=== Section Start ===

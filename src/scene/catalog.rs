use std::collections::HashSet;
use std::fmt;
use std::fs::File;
use std::io::BufReader;
use std::path::Path;

use serde_json::Value;
use tracing::{debug, warn};

use crate::foundation::core::{Point, Size, Vec2};
use crate::foundation::error::{TryOnError, TryOnResult};
use crate::tracking::anchor::OverlayArchetype;

/// Overlay reference shared by catalog entries and layers.
#[derive(Clone, Debug, PartialEq, Eq, Hash, PartialOrd, Ord, serde::Serialize, serde::Deserialize)]
#[serde(transparent)]
pub struct OverlayId(String);

impl OverlayId {
    /// Wrap an id string.
    pub fn new(id: impl Into<String>) -> Self {
        Self(id.into())
    }

    /// Borrow the id string.
    pub fn as_str(&self) -> &str {
        &self.0
    }
}

impl fmt::Display for OverlayId {
    fn fmt(&self, f: &mut fmt::Formatter<'_>) -> fmt::Result {
        f.write_str(&self.0)
    }
}

impl From<&str> for OverlayId {
    fn from(s: &str) -> Self {
        Self::new(s)
    }
}

impl From<String> for OverlayId {
    fn from(s: String) -> Self {
        Self(s)
    }
}

/// Product category of an overlay.
#[derive(Clone, Copy, Debug, PartialEq, Eq, Hash, serde::Serialize, serde::Deserialize)]
#[serde(rename_all = "lowercase")]
pub enum OverlayCategory {
    /// Prescription frames.
    Glasses,
    /// Sunglasses.
    Sunglasses,
    /// Earrings, drawn in pairs when face-locked.
    Earrings,
    /// Necklaces.
    Necklace,
    /// Rings.
    Ring,
    /// Bracelets and bangles.
    Bracelet,
    /// Watches.
    Watch,
    /// Hats and caps.
    Hat,
    /// Scarves.
    Scarf,
    /// Crowns, tiaras and similar.
    Headpiece,
    /// Gadgets.
    Tech,
}

impl OverlayCategory {
    /// Parse a category name, case-insensitively.
    pub fn parse(s: &str) -> Option<Self> {
        match s.trim().to_ascii_lowercase().as_str() {
            "glasses" => Some(Self::Glasses),
            "sunglasses" => Some(Self::Sunglasses),
            "earrings" | "earring" => Some(Self::Earrings),
            "necklace" | "necklaces" => Some(Self::Necklace),
            "ring" | "rings" => Some(Self::Ring),
            "bracelet" | "bracelets" => Some(Self::Bracelet),
            "watch" | "watches" => Some(Self::Watch),
            "hat" | "hats" => Some(Self::Hat),
            "scarf" | "scarves" => Some(Self::Scarf),
            "headpiece" | "headpieces" => Some(Self::Headpiece),
            "tech" => Some(Self::Tech),
            _ => None,
        }
    }

    /// Face archetype, or `None` for manually placed categories.
    pub fn archetype(self) -> Option<OverlayArchetype> {
        match self {
            Self::Glasses | Self::Sunglasses => Some(OverlayArchetype::Glasses),
            Self::Earrings => Some(OverlayArchetype::Earring),
            Self::Necklace
            | Self::Ring
            | Self::Bracelet
            | Self::Watch
            | Self::Hat
            | Self::Scarf
            | Self::Headpiece
            | Self::Tech => None,
        }
    }
}

/// Where a manually placed overlay is anchored on the surface.
#[derive(Clone, Copy, Debug, Default, PartialEq, Eq, Hash, serde::Serialize, serde::Deserialize)]
#[serde(rename_all = "kebab-case")]
pub enum AnchorMode {
    /// Surface center; image centered on the anchor.
    #[default]
    Center,
    /// Surface origin; image drawn from its top-left corner.
    TopLeft,
    /// Middle of the bottom edge; image centered on the anchor.
    BottomCenter,
}

impl AnchorMode {
    /// Parse `center`, `top-left` or `bottom-center`.
    pub fn parse(s: &str) -> Option<Self> {
        match s {
            "center" => Some(Self::Center),
            "top-left" => Some(Self::TopLeft),
            "bottom-center" => Some(Self::BottomCenter),
            _ => None,
        }
    }

    /// Anchor point on a surface of the given size.
    pub fn anchor_point(self, surface: Size) -> Point {
        match self {
            Self::Center => Point::new(surface.width / 2.0, surface.height / 2.0),
            Self::TopLeft => Point::ORIGIN,
            Self::BottomCenter => Point::new(surface.width / 2.0, surface.height),
        }
    }

    /// Offset from the anchor to the image's top-left corner, in local units.
    pub fn image_offset(self, image: Size) -> Vec2 {
        match self {
            Self::TopLeft => Vec2::ZERO,
            Self::Center | Self::BottomCenter => Vec2::new(-image.width / 2.0, -image.height / 2.0),
        }
    }
}

/// One catalog entry.
#[derive(Clone, Debug, PartialEq, serde::Serialize, serde::Deserialize)]
pub struct OverlayDef {
    /// Unique id.
    pub id: OverlayId,
    /// Human-readable name.
    pub display_name: String,
    /// Product category.
    pub category: OverlayCategory,
    /// Image reference resolved by the host's [`crate::AssetFetcher`].
    pub image_source: String,
    /// Manual placement anchor.
    pub anchor_mode: AnchorMode,
    /// Initial layer scale.
    pub default_scale: f64,
}

/// Validated, read-only list of overlay definitions.
#[derive(Clone, Debug, Default, PartialEq)]
pub struct Catalog {
    defs: Vec<OverlayDef>,
    dropped: usize,
}

impl Catalog {
    /// Build a catalog from already validated definitions. Later duplicates are dropped.
    pub fn new(defs: impl IntoIterator<Item = OverlayDef>) -> Self {
        let mut seen = HashSet::new();
        let mut out = Vec::new();
        let mut dropped = 0;
        for def in defs {
            if seen.insert(def.id.clone()) {
                out.push(def);
            } else {
                dropped += 1;
            }
        }
        Self { defs: out, dropped }
    }

    /// Map a raw payload (`{"assets": [...]}`, `{"columns": [...]}` or a bare array).
    ///
    /// Invalid records are dropped with a warning; the payload itself must contain a list.
    pub fn from_value(payload: &Value) -> TryOnResult<Self> {
        let records = match payload {
            Value::Array(a) => a,
            Value::Object(o) => match o.get("assets").or_else(|| o.get("columns")) {
                Some(Value::Array(a)) => a,
                _ => {
                    return Err(TryOnError::validation(
                        "catalog payload has no 'assets' or 'columns' array",
                    ));
                }
            },
            _ => return Err(TryOnError::validation("catalog payload must be an object or array")),
        };

        let mut seen = HashSet::new();
        let mut defs = Vec::with_capacity(records.len());
        let mut dropped = 0usize;
        for (i, rec) in records.iter().enumerate() {
            match map_record(rec) {
                Ok(def) if seen.contains(&def.id) => {
                    warn!(index = i, id = %def.id, "dropping duplicate catalog record");
                    dropped += 1;
                }
                Ok(def) => {
                    seen.insert(def.id.clone());
                    defs.push(def);
                }
                Err(reason) => {
                    warn!(index = i, reason, "dropping invalid catalog record");
                    dropped += 1;
                }
            }
        }
        debug!(accepted = defs.len(), dropped, "catalog mapped");
        Ok(Self { defs, dropped })
    }

    /// Parse and map a catalog from a JSON reader.
    pub fn from_reader<R: std::io::Read>(r: R) -> TryOnResult<Self> {
        let v: Value = serde_json::from_reader(r)
            .map_err(|e| TryOnError::serde(format!("parse catalog JSON: {e}")))?;
        Self::from_value(&v)
    }

    /// Parse and map a catalog from a JSON file on disk.
    pub fn from_path(path: impl AsRef<Path>) -> TryOnResult<Self> {
        let path = path.as_ref();
        let f = File::open(path).map_err(|e| {
            TryOnError::validation(format!("open catalog JSON '{}': {e}", path.display()))
        })?;
        Self::from_reader(BufReader::new(f))
    }

    /// Look up a definition by id.
    pub fn get(&self, id: &OverlayId) -> Option<&OverlayDef> {
        self.defs.iter().find(|d| &d.id == id)
    }

    /// Definitions in payload order.
    pub fn iter(&self) -> impl Iterator<Item = &OverlayDef> {
        self.defs.iter()
    }

    /// Definitions of one category, in payload order.
    pub fn by_category(&self, category: OverlayCategory) -> impl Iterator<Item = &OverlayDef> {
        self.defs.iter().filter(move |d| d.category == category)
    }

    /// Number of accepted definitions.
    pub fn len(&self) -> usize {
        self.defs.len()
    }

    /// Return `true` when no definition was accepted.
    pub fn is_empty(&self) -> bool {
        self.defs.is_empty()
    }

    /// Number of records dropped during mapping.
    pub fn dropped(&self) -> usize {
        self.dropped
    }
}

fn str_field<'a>(rec: &'a serde_json::Map<String, Value>, keys: &[&str]) -> Option<&'a str> {
    keys.iter()
        .find_map(|k| rec.get(*k).and_then(Value::as_str))
        .map(str::trim)
        .filter(|s| !s.is_empty())
}

fn map_record(rec: &Value) -> Result<OverlayDef, &'static str> {
    let rec = rec.as_object().ok_or("record is not an object")?;

    let id = match rec.get("id") {
        Some(Value::String(s)) if !s.trim().is_empty() => s.trim().to_string(),
        Some(Value::Number(n)) => n.to_string(),
        _ => return Err("missing id"),
    };
    let image_source = str_field(rec, &["imageUrl", "src", "imageSource"]).ok_or("missing image source")?;
    let category = str_field(rec, &["category"])
        .and_then(OverlayCategory::parse)
        .ok_or("missing or unknown category")?;
    let anchor_mode = match rec.get("anchor").or_else(|| rec.get("anchorMode")) {
        None | Some(Value::Null) => AnchorMode::default(),
        Some(Value::String(s)) => AnchorMode::parse(s).ok_or("unknown anchor mode")?,
        Some(_) => return Err("anchor mode is not a string"),
    };
    let default_scale = match rec.get("defaultScale") {
        None | Some(Value::Null) => 1.0,
        Some(v) => v
            .as_f64()
            .filter(|s| s.is_finite() && *s > 0.0)
            .ok_or("defaultScale must be a positive number")?,
    };
    let display_name = str_field(rec, &["name", "displayName"])
        .map(str::to_string)
        .unwrap_or_else(|| id.clone());

    Ok(OverlayDef {
        id: OverlayId(id),
        display_name,
        category,
        image_source: image_source.to_string(),
        anchor_mode,
        default_scale,
    })
}

#[cfg(test)]
#[path = "../../tests/unit/scene/catalog.rs"]
mod tests;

=== Section End ===

→ **Work task**:
Look through the entries above. Copy each line in which the string "accepted" occurs.

→ **Solution**:
        debug!(accepted = defs.len(), dropped, "catalog mapped");
    /// Number of accepted definitions.
    /// Return `true` when no definition was accepted.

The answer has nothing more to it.